Records shown.
== Segment start ==

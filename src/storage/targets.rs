//! Budget target repository for JSON storage

use std::collections::HashMap;
use std::path::PathBuf;
use std::sync::RwLock;

use crate::error::EnvelopeError;
use crate::models::{BudgetTarget, BudgetTargetId, CategoryId};

use super::file_io::{read_json, write_json_atomic};

#[derive(Debug, Clone, Default, serde::Serialize, serde::Deserialize)]
struct TargetData {
    #[serde(default)]
    targets: Vec<BudgetTarget>,
}

pub struct TargetRepository {
    path: PathBuf,
    targets: RwLock<HashMap<BudgetTargetId, BudgetTarget>>,
}

impl TargetRepository {
    pub fn new(path: PathBuf) -> Self {
        Self {
            path,
            targets: RwLock::new(HashMap::new()),
        }
    }

    pub fn load(&self) -> Result<(), EnvelopeError> {
        let file_data: TargetData = read_json(&self.path)?;

        let mut targets = self
            .targets
            .write()
            .map_err(|e| EnvelopeError::Storage(format!("Failed to acquire write lock: {}", e)))?;

        targets.clear();
        for target in file_data.targets {
            targets.insert(target.id, target);
        }

        Ok(())
    }

    pub fn save(&self) -> Result<(), EnvelopeError> {
        let targets = self
            .targets
            .read()
            .map_err(|e| EnvelopeError::Storage(format!("Failed to acquire read lock: {}", e)))?;

        let mut target_list: Vec<_> = targets.values().cloned().collect();
        target_list.sort_by(|a, b| a.created_at.cmp(&b.created_at));

        let file_data = TargetData {
            targets: target_list,
        };

        write_json_atomic(&self.path, &file_data)
    }

    pub fn get(&self, id: BudgetTargetId) -> Result<Option<BudgetTarget>, EnvelopeError> {
        let targets = self
            .targets
            .read()
            .map_err(|e| EnvelopeError::Storage(format!("Failed to acquire read lock: {}", e)))?;

        Ok(targets.get(&id).cloned())
    }

    pub fn get_for_category(
        &self,
        category_id: CategoryId,
    ) -> Result<Option<BudgetTarget>, EnvelopeError> {
        let targets = self
            .targets
            .read()
            .map_err(|e| EnvelopeError::Storage(format!("Failed to acquire read lock: {}", e)))?;

        Ok(targets
            .values()
            .find(|t| t.category_id == category_id && t.active)
            .cloned())
    }

    pub fn get_all_active(&self) -> Result<Vec<BudgetTarget>, EnvelopeError> {
        let targets = self
            .targets
            .read()
            .map_err(|e| EnvelopeError::Storage(format!("Failed to acquire read lock: {}", e)))?;

        let mut list: Vec<_> = targets.values().filter(|t| t.active).cloned().collect();
        list.sort_by(|a, b| a.created_at.cmp(&b.created_at));
        Ok(list)
    }

    pub fn upsert(&self, target: BudgetTarget) -> Result<(), EnvelopeError> {
        let mut targets = self
            .targets
            .write()
            .map_err(|e| EnvelopeError::Storage(format!("Failed to acquire write lock: {}", e)))?;

        targets.insert(target.id, target);
        Ok(())
    }

    pub fn delete(&self, id: BudgetTargetId) -> Result<bool, EnvelopeError> {
        let mut targets = self
            .targets
            .write()
            .map_err(|e| EnvelopeError::Storage(format!("Failed to acquire write lock: {}", e)))?;

        Ok(targets.remove(&id).is_some())
    }
}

== Segment end ==

What the exercise asks.
Filter the listing above by the word "BudgetTargetId"; copy each line that passes.

Result for this task.
use crate::models::{BudgetTarget, BudgetTargetId, CategoryId};
    targets: RwLock<HashMap<BudgetTargetId, BudgetTarget>>,
    pub fn get(&self, id: BudgetTargetId) -> Result<Option<BudgetTarget>, EnvelopeError> {
    pub fn delete(&self, id: BudgetTargetId) -> Result<bool, EnvelopeError> {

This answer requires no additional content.